Mutations in the OPTN gene encoding for optineurin have been associated with primary open-angle glaucoma. The functional role(s) of optineurin in the normal and glaucomatous eye are unclear. As optineurin interferes with TNF-alpha mediated cell death in vitro, an involvement of optineurin in the regulatory pathways leading to apoptosis of retinal ganglion cells has been suggested. The goal of the present study was to study the molecular properties of optineurin and its capabilities to prevent apoptosis in vivo in the eyes of transgenic mice. The chicken betaB1-crystallin promoter was used to overexpress ectopic optineurin in the lenses of transgenic mice. The expression of transgenic mRNA was monitored by northern blot analysis. The localization of transgenic optineurin was investigated by one- and two-dimensional western blot analysis and by immunohistochemistry, and compared with that of endogenous optineurin. To assess effects of transgenic optineurin on apoptosis, betaB1-crystallin-OPTN mice were crossbred with betaB1-crystallin-TGFbeta1 mice that undergo substantial TGF-beta1-induced apoptotic cell death in the lens.
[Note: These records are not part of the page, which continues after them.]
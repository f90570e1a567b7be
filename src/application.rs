use crate::config;
use crate::profile::BrowsingProfile;
use crate::settings::SettingsStore;
use crate::update;
use crate::window::VireoWindow;
use gtk4::prelude::*;
use gtk4::subclass::prelude::*;
use gtk4::{gio, glib};
use libadwaita::subclass::prelude::*;
use std::cell::{Cell, OnceCell};
use std::rc::Rc;

mod imp {
    use super::*;

    #[derive(Default)]
    pub struct VireoApplication {
        pub profile: OnceCell<Rc<BrowsingProfile>>,
        pub settings: OnceCell<Rc<SettingsStore>>,
        pub update_checked: Cell<bool>,
    }

    #[glib::object_subclass]
    impl ObjectSubclass for VireoApplication {
        const NAME: &'static str = "VireoApplication";
        type Type = super::VireoApplication;
        type ParentType = libadwaita::Application;
    }

    impl ObjectImpl for VireoApplication {}

    impl ApplicationImpl for VireoApplication {
        fn activate(&self) {
            let app = self.obj();

            let window = VireoWindow::new(&app);
            window.present();

            // One background update check per run, after the first window shows
            if !self.update_checked.get() {
                self.update_checked.set(true);
                app.spawn_update_check(&window);
            }
        }

        fn startup(&self) {
            self.parent_startup();

            let app = self.obj();

            // Open the on-disk profile and the settings stored inside it
            match BrowsingProfile::open() {
                Ok(profile) => {
                    let profile = Rc::new(profile);
                    let store = Rc::new(SettingsStore::load(profile.settings_path()));

                    if self.settings.set(store).is_err() {
                        log::warn!("Settings store already initialized");
                    }
                    if self.profile.set(profile).is_err() {
                        log::warn!("Profile already initialized");
                    }
                    log::info!("Profile initialized");
                }
                Err(e) => {
                    log::error!("Failed to open profile: {}", e);
                }
            }

            // Set up application actions
            app.setup_actions();
            app.setup_accels();
        }
    }

    impl GtkApplicationImpl for VireoApplication {}
    impl AdwApplicationImpl for VireoApplication {}
}

glib::wrapper! {
    pub struct VireoApplication(ObjectSubclass<imp::VireoApplication>)
        @extends libadwaita::Application, gtk4::Application, gio::Application,
        @implements gio::ActionGroup, gio::ActionMap;
}

impl VireoApplication {
    pub fn new() -> Self {
        glib::Object::builder()
            .property("application-id", config::APP_ID)
            .property("flags", gio::ApplicationFlags::NON_UNIQUE)
            .build()
    }

    pub fn profile(&self) -> Option<Rc<BrowsingProfile>> {
        self.imp().profile.get().cloned()
    }

    pub fn settings_store(&self) -> Option<Rc<SettingsStore>> {
        self.imp().settings.get().cloned()
    }

    /// Spawn a fresh instance of the current binary and quit this one.
    pub fn relaunch(&self) {
        match std::env::current_exe() {
            Ok(exe) => {
                let args: Vec<String> = std::env::args().skip(1).collect();
                if let Err(e) = std::process::Command::new(&exe).args(&args).spawn() {
                    log::error!("Failed to relaunch {}: {}", exe.display(), e);
                }
            }
            Err(e) => {
                log::error!("Failed to locate current executable: {}", e);
            }
        }
        self.quit();
    }

    /// Check for a newer release. If one is staged and confirmed, hand off
    /// to the staged binary and quit. Failures are logged and browsing
    /// continues undisturbed.
    fn spawn_update_check(&self, window: &VireoWindow) {
        let Some(profile) = self.profile() else {
            return;
        };
        let updates_dir = profile.updates_dir();

        let app = self.clone();
        let window = window.clone();
        glib::spawn_future_local(async move {
            match update::check_and_stage(window.upcast_ref(), &updates_dir).await {
                Ok(Some(staged)) => match update::launch_staged(&staged) {
                    Ok(()) => app.quit(),
                    Err(e) => log::warn!("Failed to launch updater: {}", e),
                },
                Ok(None) => {}
                Err(e) => {
                    log::warn!("Update check skipped: {}", e);
                }
            }
        });
    }

    /// Register a stateless action whose handler runs against the focused
    /// browser window. Fires into nothing when no window is up.
    fn add_window_action(&self, name: &str, handler: fn(&VireoWindow)) {
        let action = gio::SimpleAction::new(name, None);
        action.connect_activate(glib::clone!(
            #[weak(rename_to = app)]
            self,
            move |_, _| {
                let window = app
                    .active_window()
                    .and_then(|w| w.downcast::<VireoWindow>().ok());
                if let Some(window) = window {
                    handler(&window);
                }
            }
        ));
        self.add_action(&action);
    }

    fn setup_actions(&self) {
        let quit_action = gio::SimpleAction::new("quit", None);
        quit_action.connect_activate(glib::clone!(
            #[weak(rename_to = app)]
            self,
            move |_, _| app.quit()
        ));
        self.add_action(&quit_action);

        self.add_window_action("new-tab", |window| window.new_tab(None));
        self.add_window_action("close-tab", VireoWindow::close_current_tab);
        self.add_window_action("focus-url-bar", VireoWindow::focus_url_bar);
        self.add_window_action("reload", VireoWindow::reload);
        self.add_window_action("go-back", VireoWindow::go_back);
        self.add_window_action("downloads", VireoWindow::show_downloads);
        self.add_window_action("preferences", VireoWindow::show_preferences);
    }

    fn setup_accels(&self) {
        self.set_accels_for_action("app.quit", &["<Control>q"]);
        self.set_accels_for_action("app.new-tab", &["<Control>t"]);
        self.set_accels_for_action("app.close-tab", &["<Control>w"]);
        self.set_accels_for_action("app.focus-url-bar", &["<Control>l"]);
        self.set_accels_for_action("app.reload", &["<Control>r", "F5"]);
        self.set_accels_for_action("app.go-back", &["<Alt>Left"]);
        self.set_accels_for_action("app.downloads", &["<Control>j"]);
        self.set_accels_for_action("app.preferences", &["<Control>comma"]);
    }
}

impl Default for VireoApplication {
    fn default() -> Self {
        Self::new()
    }
}
//! Downloads dialog listing every download of the session.

use super::{self as download, DownloadRow};
use gtk4::prelude::*;
use libadwaita::prelude::*;

/// Modal dialog with one row per download record
pub struct DownloadsDialog {
    dialog: libadwaita::Dialog,
}

impl DownloadsDialog {
    /// Create the dialog and subscribe it to registry changes. Create it
    /// once and present it as needed; the subscription stays alive with it.
    pub fn new() -> Self {
        let dialog = libadwaita::Dialog::new();
        dialog.set_title("Downloads");
        dialog.set_content_width(420);
        dialog.set_content_height(400);

        let list = gtk4::ListBox::new();
        list.set_selection_mode(gtk4::SelectionMode::None);
        list.add_css_class("boxed-list");
        list.set_valign(gtk4::Align::Start);

        let empty_label = gtk4::Label::new(Some("No downloads yet"));
        empty_label.add_css_class("dim-label");
        empty_label.set_margin_top(24);

        let content = gtk4::Box::new(gtk4::Orientation::Vertical, 0);
        content.set_margin_top(12);
        content.set_margin_bottom(12);
        content.set_margin_start(12);
        content.set_margin_end(12);
        content.append(&empty_label);
        content.append(&list);

        let scrolled = gtk4::ScrolledWindow::new();
        scrolled.set_policy(gtk4::PolicyType::Never, gtk4::PolicyType::Automatic);
        scrolled.set_child(Some(&content));

        let view = libadwaita::ToolbarView::new();
        view.add_top_bar(&libadwaita::HeaderBar::new());
        view.set_content(Some(&scrolled));
        dialog.set_child(Some(&view));

        let list_for_sync = list.clone();
        let empty_for_sync = empty_label.clone();
        download::subscribe_to_changes(move || {
            Self::sync_list(&list_for_sync, &empty_for_sync);
        });
        Self::sync_list(&list, &empty_label);

        Self { dialog }
    }

    /// Update existing rows in place and prepend rows for new records,
    /// so progress ticks do not rebuild the list.
    fn sync_list(list: &gtk4::ListBox, empty_label: &gtk4::Label) {
        let downloads = download::all_downloads();
        empty_label.set_visible(downloads.is_empty());

        for record in &downloads {
            let mut found = false;
            let mut child = list.first_child();
            while let Some(widget) = child {
                if let Some(row) = widget.downcast_ref::<gtk4::ListBoxRow>() {
                    if let Some(download_row) =
                        row.child().and_then(|c| c.downcast::<DownloadRow>().ok())
                    {
                        if download_row.download_id() == record.id {
                            download_row.update(record);
                            found = true;
                            break;
                        }
                    }
                }
                child = widget.next_sibling();
            }

            if !found {
                let row = DownloadRow::new();
                row.update(record);
                row.connect_cancel_clicked(download::cancel_download);
                list.prepend(&row);
            }
        }
    }

    /// Present the dialog over the given window
    pub fn present(&self, parent: &impl IsA<gtk4::Widget>) {
        self.dialog.present(Some(parent.upcast_ref::<gtk4::Widget>()));
    }
}

impl Default for DownloadsDialog {
    fn default() -> Self {
        Self::new()
    }
}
Two independent betaB1-crystallin-OPTN transgenic lines were established, in which transgenic optineurin was expressed strictly lens-specific as assessed by Northern and Western blotting, and by immunohistochemistry. In contrast, endogenous optineurin was preferentially expressed in the retina, where retinal ganglion cells showed strong labeling. Immunostaining for endogenous optineurin in the anterior eye was considerably weaker than in the posterior eye and was seen in iris, ciliary epithelium, cells of corneal stroma and endothelium, and in the trabecular meshwork. Neither transgenic nor endogenous optineurin was found in the aqueous humor. Transgenic overexpression of optineurin did not have measurable effects on TGFbeta1-induced apoptosis in mixed betaB1-crystallin-OPTN/betaB1-crystallin-TGFbeta1 transgenic mice. Our results show that optineurin is a cytoplasmatic rather than a secretory protein that is preferentially expressed in retinal ganglion cells, and argue against a major role of optineurin for the modulation of apoptosis in vivo.